Aby osiągnąć stan duchowy gotowy na przyjęcie Nieskończoności, wyznawca scientologii musi przejść przez różne stopnie wtajemniczenia. Nazywają się one poziomami OT, a cały proces to „most do całkowitego uwolnienia”. Wejście na ten most zaczyna się od OT I, a kończy (jak na razie) na OT XV. Materia, Energia, Przestrzeń i Czas są przedmiotem objawiania się człowiekowi podczas seansów OT.
OT VIII jest poziomem, który uwalnia w człowieku nadzwyczajne siły, dotychczas w nim tylko drzemiące i objawia całą prawdę na temat Istnienia. Poziom OT XV (moim zdaniem bardzo niebezpieczny) pozwala na kontrolowanie działań innego człowieka – nawet na odległość – i na stworzenie własnej Nieskończoności. Poziomy OT IX do OT XV nie są na razie dostępne, bo rodzaj ludzki jeszcze do nich nie dorósł.

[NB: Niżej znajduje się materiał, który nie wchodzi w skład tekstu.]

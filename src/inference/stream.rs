//! Relay of Ollama's NDJSON generation stream.
//!
//! The pipeline is three lazy stages: [`ndjson_lines`] splits the response
//! body into lines, [`relay_increments`] turns lines into text increments and
//! [`with_terminal_marker`] converts the result into [`StreamChunk`]s that
//! always finish with exactly one `Done`. Nothing is read from the network
//! until the consumer polls, and dropping the stream drops the body.

use std::{fmt::Display, panic::AssertUnwindSafe, time::Duration};

use async_stream::{stream, try_stream};
use futures::{FutureExt, Stream, StreamExt};
use tracing::{debug, error};

use crate::{
    error::InferenceError,
    inference::types::{StreamChunk, StreamLine},
};

#[derive(Debug, PartialEq)]
pub enum LineOutcome {
    Blank,
    Malformed,
    Parsed(StreamLine),
}

pub fn parse_line(line: &str) -> LineOutcome {
    let line = line.trim();
    if line.is_empty() {
        return LineOutcome::Blank;
    }
    match serde_json::from_str::<StreamLine>(line) {
        Ok(parsed) => LineOutcome::Parsed(parsed),
        Err(_) => LineOutcome::Malformed,
    }
}

/// Longest line accepted from the backend before the stream is failed.
pub const MAX_LINE_BYTES: usize = 1024 * 1024;

/// Splits a byte stream into newline-terminated lines. Each read waits at most
/// `read_timeout`. A trailing line without a newline is still emitted. Lines
/// longer than [`MAX_LINE_BYTES`] fail the stream.
pub fn ndjson_lines<S, B, E>(
    bytes: S,
    read_timeout: Duration,
) -> impl Stream<Item = Result<String, InferenceError>>
where
    S: Stream<Item = Result<B, E>>,
    B: AsRef<[u8]>,
    E: Display,
{
    try_stream! {
        futures::pin_mut!(bytes);
        let mut buffer: Vec<u8> = Vec::new();
        // bytes before this offset are known to hold no newline
        let mut scanned = 0;

        loop {
            let next = tokio::time::timeout(read_timeout, bytes.next())
                .await
                .map_err(|_| InferenceError::Timeout {
                    after_secs: read_timeout.as_secs(),
                })?;
            let Some(chunk) = next else {
                break;
            };
            let chunk = chunk.map_err(|e| InferenceError::Stream {
                reason: e.to_string(),
            })?;
            buffer.extend_from_slice(chunk.as_ref());

            while let Some(offset) = buffer[scanned..].iter().position(|b| *b == b'\n') {
                let line: Vec<u8> = buffer.drain(..=scanned + offset).collect();
                scanned = 0;
                yield String::from_utf8_lossy(&line)
                    .trim_end_matches(['\r', '\n'])
                    .to_string();
            }
            scanned = buffer.len();

            if buffer.len() > MAX_LINE_BYTES {
                Err::<(), _>(InferenceError::Stream {
                    reason: format!("stream line exceeds {MAX_LINE_BYTES} bytes"),
                })?;
            }
        }

        if !buffer.is_empty() {
            yield String::from_utf8_lossy(&buffer).into_owned();
        }
    }
}

/// Yields the raw `response` text of every parsed line and stops at the first
/// `done: true`. Blank and malformed lines are skipped; `max_malformed` bounds
/// how many malformed lines may arrive back to back.
pub fn relay_increments<S>(
    lines: S,
    max_malformed: Option<usize>,
) -> impl Stream<Item = Result<String, InferenceError>>
where
    S: Stream<Item = Result<String, InferenceError>>,
{
    try_stream! {
        let mut consecutive_malformed = 0usize;

        for await line in lines {
            let line = line?;
            match parse_line(&line) {
                LineOutcome::Blank => continue,
                LineOutcome::Malformed => {
                    consecutive_malformed += 1;
                    debug!(len = line.len(), consecutive_malformed, "skipping malformed stream line");
                    if max_malformed.is_some_and(|limit| consecutive_malformed >= limit) {
                        Err::<(), _>(InferenceError::MalformedStream {
                            count: consecutive_malformed,
                        })?;
                    }
                }
                LineOutcome::Parsed(parsed) => {
                    consecutive_malformed = 0;
                    if let Some(message) = parsed.error {
                        Err::<(), _>(InferenceError::Backend { message })?;
                    }
                    if let Some(text) = parsed.response {
                        yield text;
                    }
                    if parsed.done {
                        break;
                    }
                }
            }
        }
    }
}

/// Maps increments to chunks and appends the terminal `Done`. The first error
/// (or a panic inside `increments`) becomes a single `Error` chunk; `Done`
/// follows on every path.
pub fn with_terminal_marker<S>(increments: S) -> impl Stream<Item = StreamChunk>
where
    S: Stream<Item = Result<String, InferenceError>>,
{
    stream! {
        futures::pin_mut!(increments);

        loop {
            match AssertUnwindSafe(increments.next()).catch_unwind().await {
                Ok(Some(Ok(text))) => {
                    yield StreamChunk::Text(text);
                }
                Ok(None) => break,
                Ok(Some(Err(err))) => {
                    error!(error = %err, "streaming article generation failed");
                    yield StreamChunk::Error(format!("Failed to generate article stream: {err}"));
                    break;
                }
                Err(_) => {
                    error!("streaming article generation panicked");
                    yield StreamChunk::Error(
                        "Failed to generate article stream: internal error".to_string(),
                    );
                    break;
                }
            }
        }

        yield StreamChunk::Done;
    }
}

#[cfg(test)]
mod tests {
    use std::task::Poll;

    use futures::stream;

    use super::*;

    const READ_TIMEOUT: Duration = Duration::from_secs(5);

    fn body(parts: &[&str]) -> impl Stream<Item = Result<Vec<u8>, std::io::Error>> {
        let parts: Vec<_> = parts.iter().map(|p| Ok(p.as_bytes().to_vec())).collect();
        stream::iter(parts)
    }

    async fn relay(parts: &[&str], max_malformed: Option<usize>) -> Vec<StreamChunk> {
        let lines = ndjson_lines(body(parts), READ_TIMEOUT);
        with_terminal_marker(relay_increments(lines, max_malformed))
            .collect()
            .await
    }

    #[test]
    fn parse_line_outcomes() {
        assert_eq!(parse_line("   "), LineOutcome::Blank);
        assert_eq!(parse_line("{not json"), LineOutcome::Malformed);
        assert_eq!(
            parse_line(r#"{"response":"hi","done":false,"model":"x"}"#),
            LineOutcome::Parsed(StreamLine {
                response: Some("hi".into()),
                done: false,
                error: None,
            })
        );
    }

    #[tokio::test]
    async fn lines_reassembled_across_chunk_boundaries() {
        let lines: Vec<_> = ndjson_lines(body(&["{\"resp", "onse\":\"a\"}\r\n{\"do", "ne\":true}"]), READ_TIMEOUT)
            .collect()
            .await;
        let lines: Vec<String> = lines.into_iter().map(Result::unwrap).collect();
        assert_eq!(lines, vec![r#"{"response":"a"}"#, r#"{"done":true}"#]);
    }

    #[tokio::test]
    async fn multibyte_text_split_between_reads() {
        let snowman = "{\"response\":\"☃\"}\n".as_bytes();
        let parts = vec![
            Ok::<_, std::io::Error>(snowman[..14].to_vec()),
            Ok(snowman[14..].to_vec()),
        ];
        let chunks: Vec<_> =
            with_terminal_marker(relay_increments(ndjson_lines(stream::iter(parts), READ_TIMEOUT), None))
                .collect()
                .await;
        assert_eq!(chunks, vec![StreamChunk::Text("☃".into()), StreamChunk::Done]);
    }

    #[tokio::test]
    async fn relays_increments_in_order_and_stops_at_done() {
        let chunks = relay(
            &[
                "{\"response\":\"Hel\"}\n",
                "{\"response\":\"lo\"}\n",
                "{\"done\":true}\n",
                "{\"response\":\"ignored\"}\n",
            ],
            Some(16),
        )
        .await;
        assert_eq!(
            chunks,
            vec![
                StreamChunk::Text("Hel".into()),
                StreamChunk::Text("lo".into()),
                StreamChunk::Done,
            ]
        );
    }

    #[tokio::test]
    async fn skips_blank_and_malformed_lines() {
        let chunks = relay(
            &["not json\n", "\n", "{\"response\":\"ok\"}\n", "{\"done\":true}\n"],
            Some(16),
        )
        .await;
        assert_eq!(chunks, vec![StreamChunk::Text("ok".into()), StreamChunk::Done]);
    }

    #[tokio::test]
    async fn only_malformed_input_still_ends_with_done() {
        let chunks = relay(&["{{{\n"], Some(16)).await;
        assert_eq!(chunks, vec![StreamChunk::Done]);
    }

    #[tokio::test]
    async fn empty_body_ends_with_done() {
        let chunks = relay(&[], None).await;
        assert_eq!(chunks, vec![StreamChunk::Done]);
    }

    #[tokio::test]
    async fn consecutive_malformed_limit_fails_the_stream() {
        let chunks = relay(
            &["{\"response\":\"a\"}\n", "x\n", "y\n", "z\n", "{\"response\":\"b\"}\n"],
            Some(3),
        )
        .await;
        assert_eq!(chunks.len(), 3);
        assert_eq!(chunks[0], StreamChunk::Text("a".into()));
        match &chunks[1] {
            StreamChunk::Error(message) => assert!(message.contains("3 consecutive malformed")),
            other => panic!("expected error chunk, got {other:?}"),
        }
        assert_eq!(chunks[2], StreamChunk::Done);
    }

    #[tokio::test]
    async fn well_formed_line_resets_malformed_count() {
        let chunks = relay(
            &["x\n", "y\n", "{\"response\":\"a\"}\n", "x\n", "y\n", "{\"done\":true}\n"],
            Some(3),
        )
        .await;
        assert_eq!(chunks, vec![StreamChunk::Text("a".into()), StreamChunk::Done]);
    }

    #[tokio::test]
    async fn backend_error_line_becomes_error_chunk() {
        let chunks = relay(
            &["{\"response\":\"a\"}\n", "{\"error\":\"model crashed\"}\n"],
            None,
        )
        .await;
        assert_eq!(chunks[0], StreamChunk::Text("a".into()));
        assert!(matches!(&chunks[1], StreamChunk::Error(m) if m.contains("model crashed")));
        assert_eq!(chunks[2], StreamChunk::Done);
        assert_eq!(chunks.len(), 3);
    }

    #[tokio::test]
    async fn dropped_connection_yields_error_then_done() {
        let parts = vec![
            Ok(b"{\"response\":\"par\"}\n".to_vec()),
            Err(std::io::Error::new(std::io::ErrorKind::ConnectionReset, "reset")),
        ];
        let lines = ndjson_lines(stream::iter(parts), READ_TIMEOUT);
        let chunks: Vec<_> = with_terminal_marker(relay_increments(lines, None))
            .collect()
            .await;
        assert_eq!(chunks[0], StreamChunk::Text("par".into()));
        assert!(matches!(&chunks[1], StreamChunk::Error(m) if m.contains("reset")));
        assert_eq!(chunks[2], StreamChunk::Done);
    }

    #[tokio::test]
    async fn unterminated_oversized_line_fails_the_stream() {
        let block = vec![b'a'; 64 * 1024];
        let reads = MAX_LINE_BYTES / block.len() + 2;
        let parts = (0..reads).map(move |_| Ok::<_, std::io::Error>(block.clone()));
        let lines = ndjson_lines(stream::iter(parts), READ_TIMEOUT);
        let chunks: Vec<_> = with_terminal_marker(relay_increments(lines, None))
            .collect()
            .await;
        assert_eq!(chunks.len(), 2);
        assert!(matches!(&chunks[0], StreamChunk::Error(m) if m.contains("exceeds")));
        assert_eq!(chunks[1], StreamChunk::Done);
    }

    #[tokio::test]
    async fn many_small_reads_build_one_line() {
        let line = format!("{{\"response\":\"{}\"}}\n", "x".repeat(4096));
        let parts: Vec<_> = line
            .as_bytes()
            .chunks(7)
            .map(|c| Ok::<_, std::io::Error>(c.to_vec()))
            .collect();
        let lines: Vec<_> = ndjson_lines(stream::iter(parts), READ_TIMEOUT)
            .collect()
            .await;
        assert_eq!(lines.len(), 1);
        assert_eq!(lines[0].as_ref().unwrap(), line.trim_end());
    }

    #[tokio::test]
    async fn stalled_read_times_out() {
        let stalled = stream::pending::<Result<Vec<u8>, std::io::Error>>();
        let lines = ndjson_lines(stalled, Duration::from_millis(20));
        let chunks: Vec<_> = with_terminal_marker(relay_increments(lines, None))
            .collect()
            .await;
        assert_eq!(chunks.len(), 2);
        assert!(matches!(&chunks[0], StreamChunk::Error(m) if m.contains("timed out")));
        assert_eq!(chunks[1], StreamChunk::Done);
    }

    #[tokio::test]
    async fn panicking_producer_still_ends_with_done() {
        let mut polled = false;
        let exploding = stream::poll_fn(move |_| -> Poll<Option<Result<String, InferenceError>>> {
            if polled {
                panic!("producer blew up");
            }
            polled = true;
            Poll::Ready(Some(Ok("first".to_string())))
        });
        let chunks: Vec<_> = with_terminal_marker(exploding).collect().await;
        assert_eq!(chunks[0], StreamChunk::Text("first".into()));
        assert!(matches!(&chunks[1], StreamChunk::Error(_)));
        assert_eq!(chunks[2], StreamChunk::Done);
        assert_eq!(chunks.len(), 3);
    }
}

Dla przeciętnego człowieka nawet OT I do OT VIII też nie są dostępne, bo trzeba za nie płacić, i to sporo. Każdy stopień wtajemniczenia musi się zakończyć swego rodzaju egzaminem, który kosztuje od 475 USD do 542 USD i może trwać nawet kilka godzin. Nic dziwnego, że tylko ludzie o statusie finansowym podobnym to Toma Cruise`a mogą sobie na tę religijną ekstrawagancję pozwolić.
Scientologia, której założycielem jest Ron Hubbard, były pisarz powieści fantastyczno-naukowych (czy to tylko zbieg okoliczności???), jest oficjalnie uznana za religię i w związku z tym zwolniona od podatków. A byłoby co opodatkować, bo w USA jest około 100 tys. scientologów, a na świecie podobno liczba ich dochodzi do miliona.

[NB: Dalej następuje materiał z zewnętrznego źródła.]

pub mod cleaner;
pub mod config;
pub mod error;
pub mod generator;
pub mod inference;
pub mod prompt;
pub mod server;
pub mod types;

pub use config::{AppConfig, OllamaConfig};
pub use error::{InferenceError, ServiceError};
pub use generator::ArticleGenerator;
pub use inference::{ModelDescriptor, OllamaClient, StreamChunk};
pub use prompt::PromptBuilder;
pub use server::build_router;
pub use types::GenerationRequest;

W czym są podobne te dwa opisane wyżej ruchy religijne i czym się różnią od tradycyjnych wyznań, takich jak chrześcijaństwo czy chociażby judaizm? Według mnie przede wszystkim tym, że opierają się na wierze, a nie na jej oprogramowaniu, które nazywamy religią. Religie tradycyjne to przepisy, grzechy, sądy i obietnice, które zwykle nie uczą nas, jak myśleć, tylko co myśleć. Dlatego u co poniektórych religia zawładnęła wiarą. Być może stąd się wzięło, że „modli się pod figurą, a ma diabła za skórą”? Proszę zwrócić uwagę, że zarówno baha’i jak i scientologia nie znają konceptu „innowierców”. Nie ma rozróżnienia na Chrystusa, Allacha czy Buddę; w pewnym sensie każdy człowiek może być świątynią swojego Boga. Wiara w siebie, wiara w ludzi i w Istotę Wszechuniwersalną jest podstawowym założeniem.
Reasumując, myślę, że dopiero gdy przepłyniemy wody Styksu, dowiemy się, jak jest naprawdę. A póki co, jeżeli jesteśmy na tyle silni, że umiemy wierzyć w siebie i żyć w zgodzie ze światem, tak po prostu sami z siebie, to brawo. A jeżeli potrzebujemy się podeprzeć religijnymi przepisami, to też dobrze. Ważne jest, aby wiara, jakąkolwiek by ona była, była naszą wewnętrzną potrzebą, a nie tylko wypełnianiem obowiązku.